Saved data entries:
════════════════════

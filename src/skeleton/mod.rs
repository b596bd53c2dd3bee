//! In-memory branch skeleton built from a descriptor
//!
//! Nodes and branches live in flat arenas indexed by `usize`. Branches are
//! stored parents-first, so iterating `branches()` in order always visits a
//! parent before any of its children.

pub mod bender;
pub mod node;

use std::f32::consts::TAU;

use crate::core::types::{Quat, Vec3};
use crate::core::Result;
use crate::math::SimpleRng;
use crate::params::{BranchDescriptor, BranchLevel};

pub use bender::{BendReport, BranchBender};
pub use node::{Attachment, Branch, BranchNode};

/// Golden angle in radians, sibling phase increment around the parent
const GOLDEN_ANGLE: f32 = 2.399_963;

/// Shortest branch the builder will emit
const MIN_BRANCH_LENGTH: f32 = 1e-3;

/// Tree graph for one generation pass
#[derive(Debug, Clone, Default, PartialEq)]
pub struct Skeleton {
    nodes: Vec<BranchNode>,
    branches: Vec<Branch>,
}

/// Initial geometry of a branch about to be added
struct BranchPlan {
    level: u32,
    parent: Option<usize>,
    attachment: Option<Attachment>,
    origin: Vec3,
    direction: Vec3,
    length: f32,
    segments: u32,
    base_radius: f32,
    tip_radius: f32,
    is_root: bool,
}

impl Skeleton {
    /// Validate `descriptor` and instantiate its trunk, active levels and roots
    pub fn build(descriptor: &BranchDescriptor) -> Result<Self> {
        descriptor.validate()?;
        let mut rng = SimpleRng::new(descriptor.seed);
        let mut skeleton = Skeleton::default();

        let trunk = &descriptor.trunk;
        let trunk_length = trunk.length.sample(&mut rng);
        let segments = trunk.segments;
        skeleton.add_trunk(trunk_length, segments, |t| trunk.girth_at(t));

        let mut parents = vec![0usize];
        for (i, level) in descriptor.levels.iter().take(descriptor.active_levels).enumerate() {
            if !level.enabled {
                break;
            }
            let mut spawned = Vec::new();
            for &parent in &parents {
                let count = rng.int_range(level.min_frequency, level.max_frequency);
                for slot in 0..count {
                    let along = spawn_position(level, slot, count, &mut rng);
                    let child = skeleton.spawn_child(parent, level, i as u32 + 1, along, slot, &mut rng);
                    spawned.push(child);
                }
            }
            parents = spawned;
        }

        if let Some(roots) = descriptor.roots.as_ref().filter(|r| r.enabled) {
            let count = rng.int_range(roots.min_frequency, roots.max_frequency);
            for slot in 0..count {
                skeleton.spawn_root(roots, slot, count, &mut rng);
            }
        }

        skeleton.compute_depths();
        log::debug!(
            "Skeleton built: {} branches, {} nodes, {} roots",
            skeleton.branches.len(),
            skeleton.nodes.len(),
            skeleton.root_branches().count()
        );
        Ok(skeleton)
    }

    pub fn nodes(&self) -> &[BranchNode] {
        &self.nodes
    }

    pub fn node(&self, index: usize) -> Option<&BranchNode> {
        self.nodes.get(index)
    }

    pub fn node_count(&self) -> usize {
        self.nodes.len()
    }

    pub fn branches(&self) -> &[Branch] {
        &self.branches
    }

    pub fn branch(&self, index: usize) -> Option<&Branch> {
        self.branches.get(index)
    }

    pub fn branch_count(&self) -> usize {
        self.branches.len()
    }

    /// The trunk is always branch 0
    pub fn trunk(&self) -> &Branch {
        &self.branches[0]
    }

    pub fn root_branches(&self) -> impl Iterator<Item = (usize, &Branch)> {
        self.branches.iter().enumerate().filter(|(_, b)| b.is_root)
    }

    /// Non-root branches at hierarchy `level`
    pub fn branches_at_level(&self, level: u32) -> impl Iterator<Item = (usize, &Branch)> {
        self.branches
            .iter()
            .enumerate()
            .filter(move |(_, b)| !b.is_root && b.level == level)
    }

    /// Deepest non-root level present
    pub fn max_level(&self) -> u32 {
        self.branches.iter().filter(|b| !b.is_root).map(|b| b.level).max().unwrap_or(0)
    }

    /// World position of a branch's attach point from current node positions
    pub fn attach_point(&self, attachment: &Attachment) -> Vec3 {
        let a = self.nodes[attachment.node].position;
        match attachment.next {
            Some(next) => a.lerp(self.nodes[next].position, attachment.fraction),
            None => a,
        }
    }

    /// Position and direction at normalized `along` on `branch`, plus the radius there
    pub fn sample_branch(&self, branch: usize, along: f32) -> (Vec3, Vec3, f32) {
        let b = &self.branches[branch];
        let att = locate(b, along);
        let n0 = &self.nodes[att.node];
        match att.next {
            Some(next) => {
                let n1 = &self.nodes[next];
                (
                    n0.position.lerp(n1.position, att.fraction),
                    n0.direction,
                    n0.radius + (n1.radius - n0.radius) * att.fraction,
                )
            }
            None => (n0.position, n0.direction, n0.radius),
        }
    }

    /// Normalized tree depth at `along` on `branch`
    pub fn depth_at(&self, branch: usize, along: f32) -> f32 {
        let att = locate(&self.branches[branch], along);
        let d0 = self.nodes[att.node].depth;
        match att.next {
            Some(next) => d0 + (self.nodes[next].depth - d0) * att.fraction,
            None => d0,
        }
    }

    fn add_trunk(&mut self, length: f32, segments: u32, girth: impl Fn(f32) -> f32) {
        let base = girth(0.0);
        let tip = girth(1.0);
        let index = self.add_branch(BranchPlan {
            level: 0,
            parent: None,
            attachment: None,
            origin: Vec3::ZERO,
            direction: Vec3::Y,
            length,
            segments,
            base_radius: base,
            tip_radius: tip,
            is_root: false,
        });
        // Trunk radius follows the girth curve, not a straight taper
        let nodes = self.branches[index].nodes.clone();
        for (k, &n) in nodes.iter().enumerate() {
            self.nodes[n].radius = girth(k as f32 / segments as f32);
        }
    }

    fn spawn_child(
        &mut self,
        parent: usize,
        level: &BranchLevel,
        level_index: u32,
        along: f32,
        slot: u32,
        rng: &mut SimpleRng,
    ) -> usize {
        let attachment = locate(&self.branches[parent], along);
        let (origin, parent_dir, parent_radius) = self.sample_branch(parent, along);

        let angle = level
            .alignment_curve
            .lerp(level.alignment_at_base.sample(rng), level.alignment_at_top.sample(rng), along)
            .to_radians();
        let phase = slot as f32 * GOLDEN_ANGLE + rng.range(-0.3, 0.3);
        let direction = tilt(parent_dir, phase, angle);

        let length = level
            .length_curve
            .lerp(level.length_at_base.sample(rng), level.length_at_top.sample(rng), along)
            .max(MIN_BRANCH_LENGTH);
        let base_radius = parent_radius * level.girth_scale.sample(rng);

        let index = self.add_branch(BranchPlan {
            level: level_index,
            parent: Some(parent),
            attachment: Some(attachment),
            origin,
            direction,
            length,
            segments: level.segments,
            base_radius,
            tip_radius: base_radius * level.tip_girth,
            is_root: false,
        });
        self.branches[parent].children.push(index);
        index
    }

    fn spawn_root(&mut self, roots: &BranchLevel, slot: u32, count: u32, rng: &mut SimpleRng) {
        let jitter = rng.signed() * roots.spacing_variance * 0.5;
        let azimuth = (slot as f32 + 0.5 + jitter) / count as f32 * TAU;
        let dip = roots.alignment_at_base.sample(rng).to_radians();
        let outward = Vec3::new(azimuth.cos(), 0.0, azimuth.sin());
        let direction = (outward * dip.cos() - Vec3::Y * dip.sin()).normalize_or(outward);

        let trunk_base = self.trunk().base_node();
        let base_radius = self.nodes[trunk_base].radius * roots.girth_scale.sample(rng);
        let length = roots.length_at_base.sample(rng).max(MIN_BRANCH_LENGTH);

        let index = self.add_branch(BranchPlan {
            level: 1,
            parent: Some(0),
            attachment: Some(Attachment { node: trunk_base, next: None, fraction: 0.0, along: 0.0 }),
            origin: self.nodes[trunk_base].position,
            direction,
            length,
            segments: roots.segments,
            base_radius,
            tip_radius: base_radius * roots.tip_girth,
            is_root: true,
        });
        self.branches[0].children.push(index);
    }

    fn add_branch(&mut self, plan: BranchPlan) -> usize {
        let branch_index = self.branches.len();
        let segment_length = plan.length / plan.segments as f32;
        let mut node_indices = Vec::with_capacity(plan.segments as usize + 1);
        let mut previous = plan.attachment.map(|a| a.node);

        for k in 0..=plan.segments {
            let t = k as f32 / plan.segments as f32;
            let index = self.nodes.len();
            self.nodes.push(BranchNode {
                position: plan.origin + plan.direction * segment_length * k as f32,
                direction: plan.direction,
                radius: plan.base_radius + (plan.tip_radius - plan.base_radius) * t,
                level: plan.level,
                branch: branch_index,
                parent: previous,
                children: Vec::new(),
                branch_position: t,
                depth: 0.0,
                is_root: plan.is_root,
            });
            if let Some(p) = previous {
                self.nodes[p].children.push(index);
            }
            node_indices.push(index);
            previous = Some(index);
        }

        self.branches.push(Branch {
            level: plan.level,
            nodes: node_indices,
            parent: plan.parent,
            attachment: plan.attachment,
            children: Vec::new(),
            length: plan.length,
            segment_length,
            is_root: plan.is_root,
        });
        branch_index
    }

    /// Normalized path depth; nodes are stored after their parents
    fn compute_depths(&mut self) {
        let mut path = vec![0.0f32; self.nodes.len()];
        for i in 0..self.nodes.len() {
            if let Some(p) = self.nodes[i].parent {
                path[i] = path[p] + self.nodes[i].position.distance(self.nodes[p].position);
            }
        }
        let max_of = |roots: bool| {
            self.nodes
                .iter()
                .zip(&path)
                .filter(|(n, _)| n.is_root == roots)
                .map(|(_, d)| *d)
                .fold(0.0f32, f32::max)
        };
        let max_tree = max_of(false);
        let max_roots = max_of(true);
        for (node, d) in self.nodes.iter_mut().zip(path) {
            let max = if node.is_root { max_roots } else { max_tree };
            node.depth = if max > 0.0 { (d / max).clamp(0.0, 1.0) } else { 0.0 };
        }
    }
}

/// Evenly spaced slot remapped by the distribution curve, jittered, mapped into range
fn spawn_position(level: &BranchLevel, slot: u32, count: u32, rng: &mut SimpleRng) -> f32 {
    let spacing = 1.0 / count as f32;
    let base = (slot as f32 + 0.5) * spacing;
    let biased = level.distribution_curve.evaluate(base);
    let jitter = rng.signed() * level.spacing_variance * spacing * 0.5;
    let u = (biased + jitter).clamp(0.0, 1.0);
    level.range.lerp(u)
}

/// Attach record for normalized `along` on `branch`
fn locate(branch: &Branch, along: f32) -> Attachment {
    let segments = branch.nodes.len() - 1;
    let scaled = along.clamp(0.0, 1.0) * segments as f32;
    let k = (scaled.floor() as usize).min(segments);
    if k == segments {
        return Attachment { node: branch.nodes[k], next: None, fraction: 0.0, along };
    }
    Attachment {
        node: branch.nodes[k],
        next: Some(branch.nodes[k + 1]),
        fraction: scaled - k as f32,
        along,
    }
}

/// Rotate `parent` away from itself by `angle`, around an axis turned by `phase`
fn tilt(parent: Vec3, phase: f32, angle: f32) -> Vec3 {
    let reference = parent.any_orthonormal_vector();
    let side = Quat::from_axis_angle(parent, phase) * reference;
    let axis = parent.cross(side).normalize_or(reference);
    (Quat::from_axis_angle(axis, angle) * parent).normalize_or(parent)
}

════════════════════

WHAT NEEDS TO BE DONE | The first line of the records and every line down to the line with "pub mod node;" must be quoted exactly; leave out all else.

ANSWER BOX |
filename src/skeleton/mod.rs
repository b596bd53c2dd3bee
//! In-memory branch skeleton built from a descriptor
//!
//! Nodes and branches live in flat arenas indexed by `usize`. Branches are
//! stored parents-first, so iterating `branches()` in order always visits a
//! parent before any of its children.

pub mod bender;
pub mod node;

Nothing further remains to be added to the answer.